Leu a carta. Surpreendeu-se. Conseguiu ler alguma coisa! As nove semanas que estudou, até que lhe serviram de algo. Mesmo tendo visto nomes nunca dantes vislumbrados, nem entendido muitas palavras complexas, até que o âmago da leitura foi depreendido com perfeição.
Esmeraldina matou-se, mas por causa de terceiros. Chantagearam-na.
“Forças ocultas querem tirar-me de ação!”, a primeira linha gritava.

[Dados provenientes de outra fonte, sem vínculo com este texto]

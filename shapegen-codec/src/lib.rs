//! Canonical runtime contract for shapegen object models
//!
//! Everything a generated object would do, executed dynamically against
//! the assembled [`shapegen_model::ObjectModel`]:
//!
//! - **construct**: coercing construction with lazy identifier minting
//! - **equals**: structural equality with path-tagged reports
//! - **hash**: canonical incremental digest feeding
//! - **JSON codec**: encode/decode with schema validation first
//! - **graph codec**: decode from and encode into an RDF graph
//! - **query patterns**: per-field SPARQL WHERE fragments
//! - **JSON Schema / UI schema**: document builders
//!
//! Every capability is independently toggleable through the shape's
//! resolved feature set; a call against a disabled capability fails with
//! [`CodecError::FeatureDisabled`].
//!
//! All orderings observable here are fixed by shape declaration order;
//! the only randomness is identifier minting.

mod construct;
mod equals;
mod error;
mod graph;
mod hash;
mod json;
mod mint;
mod query;
mod schema;
mod value;

pub use construct::construct;
pub use equals::{equals, Inequality};
pub use error::{CodecError, Result, ValidationIssue};
pub use graph::{from_graph, to_graph, union_from_graph};
pub use hash::hash_instance;
pub use json::{from_json, to_json, union_from_json};
pub use mint::{identifier_of, mint_identifier};
pub use query::{query_patterns, where_clause, QueryPattern};
pub use schema::{json_schema, ui_schema, validate};
pub use value::{FieldValue, Instance, Value};

use shapegen_model::ObjectType;
use shapegen_shapes::Feature;

/// Fail unless the shape's resolved feature set enables the capability
pub(crate) fn ensure_feature(ty: &ObjectType, feature: Feature) -> Result<()> {
    if ty.features.contains(feature) {
        Ok(())
    } else {
        Err(CodecError::FeatureDisabled {
            object: ty.name.clone(),
            feature,
        })
    }
}
//! JSON codec
//!
//! Encodes instances as flat JSON objects with the model's identifier
//! and discriminator keys, and decodes them back. Decode validates the
//! document against the generated schema first and fails with the full
//! set of structured issues rather than stopping at the first.

use crate::error::{CodecError, Result};
use crate::mint::identifier_of;
use crate::schema::validate;
use crate::value::{FieldValue, Instance, Value};
use chrono::{DateTime, Utc};
use serde_json::{Map, Value as Json};
use shapegen_graph_ir::Term;
use shapegen_model::{ObjectModel, ObjectType, UnionType};
use shapegen_shapes::{MintingStrategy, PrimitiveKind, PropertyTypeKind};

/// Encode one instance as a JSON object
///
/// The identifier key is written for explicit identifiers and for any
/// minting strategy that can produce one; a mintless instance without an
/// identifier simply omits the key.
pub fn to_json(model: &ObjectModel, ty: &ObjectType, instance: &mut Instance) -> Result<Json> {
    crate::ensure_feature(ty, shapegen_shapes::Feature::Json)?;
    let mut map = Map::new();
    if instance.explicit_id().is_some() || ty.minting != MintingStrategy::None {
        let id = identifier_of(model, ty, instance)?;
        map.insert(model.identifier_key().to_string(), term_to_json(&id));
    }
    map.insert(
        model.discriminator_key().to_string(),
        Json::String(ty.discriminator.clone()),
    );

    for prop in &ty.properties {
        let field = instance.get(&prop.name).clone();
        match field {
            FieldValue::Absent => {}
            FieldValue::One(v) => {
                map.insert(prop.name.clone(), value_to_json(model, &v)?);
            }
            FieldValue::Many(vs) => {
                let items = vs
                    .iter()
                    .map(|v| value_to_json(model, v))
                    .collect::<Result<Vec<_>>>()?;
                map.insert(prop.name.clone(), Json::Array(items));
            }
        }
    }
    Ok(Json::Object(map))
}

/// Decode one instance from a JSON object, schema validation first
pub fn from_json(model: &ObjectModel, ty: &ObjectType, json: &Json) -> Result<Instance> {
    crate::ensure_feature(ty, shapegen_shapes::Feature::Json)?;
    let issues = validate(model, ty, json);
    if !issues.is_empty() {
        return Err(CodecError::JsonValidation {
            object: ty.name.clone(),
            issues,
        });
    }
    build_instance(model, ty, json)
}

/// Decode a union document by its discriminator tag
pub fn union_from_json(model: &ObjectModel, union: &UnionType, json: &Json) -> Result<Instance> {
    let tag = json
        .get(&union.discriminator_key)
        .and_then(Json::as_str)
        .ok_or_else(|| CodecError::UnknownObjectType {
            name: format!("{}(untagged)", union.name),
        })?;
    let member = union
        .member(tag)
        .ok_or_else(|| CodecError::UnknownObjectType {
            name: tag.to_string(),
        })?;
    let ty = model
        .object_type_for_shape(&member.shape_id)
        .ok_or_else(|| CodecError::UnknownObjectType {
            name: member.tag.clone(),
        })?;
    from_json(model, ty, json)
}

/// Validation already passed; absence of convertible values here means
/// the field stays absent
fn build_instance(model: &ObjectModel, ty: &ObjectType, json: &Json) -> Result<Instance> {
    let map = json.as_object().ok_or_else(|| CodecError::JsonValidation {
        object: ty.name.clone(),
        issues: vec![crate::error::ValidationIssue {
            path: "/".to_string(),
            message: "expected an object".to_string(),
        }],
    })?;

    let mut instance = Instance::new(&ty.name);
    if let Some(Json::String(id)) = map.get(model.identifier_key()) {
        instance.set_id(identifier_from_text(id));
    }

    for prop in &ty.properties {
        let value = match map.get(&prop.name) {
            Some(v) => v,
            None => {
                if let Some(default) = &prop.ty.default_value {
                    instance.set(prop.name.clone(), Value::from_term(default));
                }
                continue;
            }
        };
        if prop.ty.cardinality.is_collection() {
            let items = value.as_array().cloned().unwrap_or_default();
            let mut out = Vec::with_capacity(items.len());
            for item in &items {
                if let Some(v) = json_to_value(model, &prop.ty.kind, item)? {
                    out.push(v);
                }
            }
            instance.set_many(prop.name.clone(), out);
        } else if let Some(v) = json_to_value(model, &prop.ty.kind, value)? {
            instance.set(prop.name.clone(), v);
        }
    }
    Ok(instance)
}

fn json_to_value(
    model: &ObjectModel,
    kind: &PropertyTypeKind,
    json: &Json,
) -> Result<Option<Value>> {
    let converted = match kind {
        PropertyTypeKind::Primitive(p) => match (p, json) {
            (PrimitiveKind::Boolean, Json::Bool(b)) => Some(Value::Boolean(*b)),
            (PrimitiveKind::Integer, v) => v.as_i64().map(Value::Integer),
            (PrimitiveKind::Double, v) => v.as_f64().map(Value::Double),
            (PrimitiveKind::String | PrimitiveKind::Other(_), Json::String(s)) => {
                Some(Value::String(s.clone()))
            }
            (PrimitiveKind::DateTime, Json::String(s)) => DateTime::parse_from_rfc3339(s)
                .ok()
                .map(|dt| Value::DateTime(dt.with_timezone(&Utc))),
            _ => None,
        },
        PropertyTypeKind::LiteralTerm => match json {
            Json::Bool(b) => Some(Value::Boolean(*b)),
            Json::Number(n) => {
                if let Some(i) = n.as_i64() {
                    Some(Value::Integer(i))
                } else {
                    n.as_f64().map(Value::Double)
                }
            }
            // RFC 3339 text re-enters as a dateTime, mirroring how a typed
            // graph literal would have decoded
            Json::String(s) => match DateTime::parse_from_rfc3339(s) {
                Ok(dt) => Some(Value::DateTime(dt.with_timezone(&Utc))),
                Err(_) => Some(Value::String(s.clone())),
            },
            _ => None,
        },
        PropertyTypeKind::IriTerm { .. } => json
            .as_str()
            .map(|s| Value::from_term(&identifier_from_text(s))),
        PropertyTypeKind::EnumValue { allowed } => allowed
            .iter()
            .find(|t| &term_to_json(t) == json)
            .map(Value::from_term),
        PropertyTypeKind::ObjectReference { target, is_extern } => match json {
            Json::String(s) => Some(Value::from_term(&identifier_from_text(s))),
            Json::Object(_) if !is_extern => {
                match model.object_type_for_shape(target) {
                    Some(nested_ty) => {
                        let nested = build_instance(model, nested_ty, json)?;
                        Some(Value::Object(nested))
                    }
                    None => None,
                }
            }
            _ => None,
        },
        PropertyTypeKind::Union { members } => {
            let mut found = None;
            for member in members {
                if let Some(v) = json_to_value(model, &member.kind, json)? {
                    found = Some(v);
                    break;
                }
            }
            found
        }
        PropertyTypeKind::List(element) => {
            let items = json.as_array().cloned().unwrap_or_default();
            let mut out = Vec::with_capacity(items.len());
            for item in &items {
                if let Some(v) = json_to_value(model, &element.kind, item)? {
                    out.push(v);
                }
            }
            Some(Value::List(out))
        }
    };
    Ok(converted)
}

fn value_to_json(model: &ObjectModel, value: &Value) -> Result<Json> {
    Ok(match value {
        Value::Boolean(b) => Json::Bool(*b),
        Value::Integer(i) => Json::from(*i),
        Value::Double(d) => serde_json::Number::from_f64(*d)
            .map(Json::Number)
            .unwrap_or(Json::Null),
        Value::String(s) => Json::String(s.clone()),
        Value::DateTime(dt) => {
            Json::String(dt.to_rfc3339_opts(chrono::SecondsFormat::Secs, true))
        }
        Value::Iri(iri) => Json::String(iri.clone()),
        Value::Blank(label) => Json::String(format!("_:{label}")),
        Value::Object(nested) => {
            let nested_ty = model.object_type(nested.type_name()).ok_or_else(|| {
                CodecError::UnknownObjectType {
                    name: nested.type_name().to_string(),
                }
            })?;
            let mut nested = nested.clone();
            to_json(model, nested_ty, &mut nested)?
        }
        Value::List(items) => Json::Array(
            items
                .iter()
                .map(|v| value_to_json(model, v))
                .collect::<Result<Vec<_>>>()?,
        ),
    })
}

/// The JSON text form of an identifier term
pub(crate) fn term_to_json(term: &Term) -> Json {
    match term {
        Term::Iri(iri) => Json::String(iri.to_string()),
        Term::BlankNode(id) => Json::String(id.to_string()),
        Term::Literal { value, .. } => {
            if let Some(b) = value.as_bool() {
                Json::Bool(b)
            } else if let Some(i) = value.as_integer() {
                Json::from(i)
            } else if let Some(d) = value.as_double() {
                serde_json::Number::from_f64(d)
                    .map(Json::Number)
                    .unwrap_or(Json::Null)
            } else {
                Json::String(value.lexical())
            }
        }
    }
}

/// `_:`-prefixed text denotes a blank label, anything else an IRI
fn identifier_from_text(text: &str) -> Term {
    match text.strip_prefix("_:") {
        Some(label) => Term::blank(label),
        None => Term::iri(text),
    }
}
//! Format-agnostic RDF graph intermediate representation
//!
//! This crate provides the canonical types a shapes graph is loaded into,
//! plus the minimal read capability the rest of the compiler consumes:
//! `Resource` (values-of-predicate lookup, type membership) and
//! `GraphValue` (term coercions).
//!
//! # Key Design Principles
//!
//! 1. **Expanded IRIs only** - All IRIs are stored in expanded form.
//!    Prefix compaction belongs to parsers and formatters, not this IR.
//!
//! 2. **Explicit datatypes** - Literals always carry a datatype. Plain
//!    strings use `xsd:string`, language-tagged strings `rdf:langString`.
//!
//! 3. **Graph order is observable** - The `Graph` stores `Vec<Triple>` and
//!    preserves insertion order; plural reads return values in graph order
//!    and singular reads take the first match.
//!
//! 4. **Deterministic output** - Call `sort()` (SPO lexicographic) before
//!    comparing or formatting encoded graphs.

mod error;
mod graph;
mod reader;
mod term;
mod triple;

pub use error::{DecodeError, Result};
pub use graph::Graph;
pub use reader::{GraphValue, Resource};
pub use term::{BlankId, Datatype, LiteralValue, Term};
pub use triple::Triple;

A trabalhadora burra e velha escrevendo isso? Esmê parou para pensar que tinha algo fora do lugar. A resposta estava no fim da dissertação: alguém escreveu a carta para ela. O homem lembrou-se que a mulher passava muito por dentro da Central do Brasil. Lá, como já haviam lhe dito, ficavam sentados homens e senhoras querendo escrever cartas de outros para outros. Estava entendido. Afinal, cozinheiras cozinham, não escrevem, muito menos leem.
Minutos adiante, notou que o texto possuía continuação. A questão é que a continuação não estava presente. Algo ele não deveria saber. Mas a mãe não merecia tanto esforço e perigo. Deixou para depois.
V
Esmeraldino, ou Esmê, ou Zé-Ninguém, ou filho da cozinheira, morreu dois meses após ter deixado a carta de Esmeraldina esquecida na recepção da escola que, igualmente à mãe, labutava.
Suicidaram-no.
E agora? A festa acabou, a luz apagou, o povo sumiu.
Se havia algum segredo para ser descoberto, ninguém descobriu. Se havia alguma declaração para ser feita, ninguém fez.
Para aqueles desgraçados pela vida, a estrada acabou. Afinal, não existe razão aparente para continuar vivendo.
No céu, Esmeraldina e Esmeraldino encontraram-se. Constataram que não importava o porquê, não importava o por quem, não importava nada sobre a morte deles. A morte dos fracassados pelo Diabo simplesmente não importa.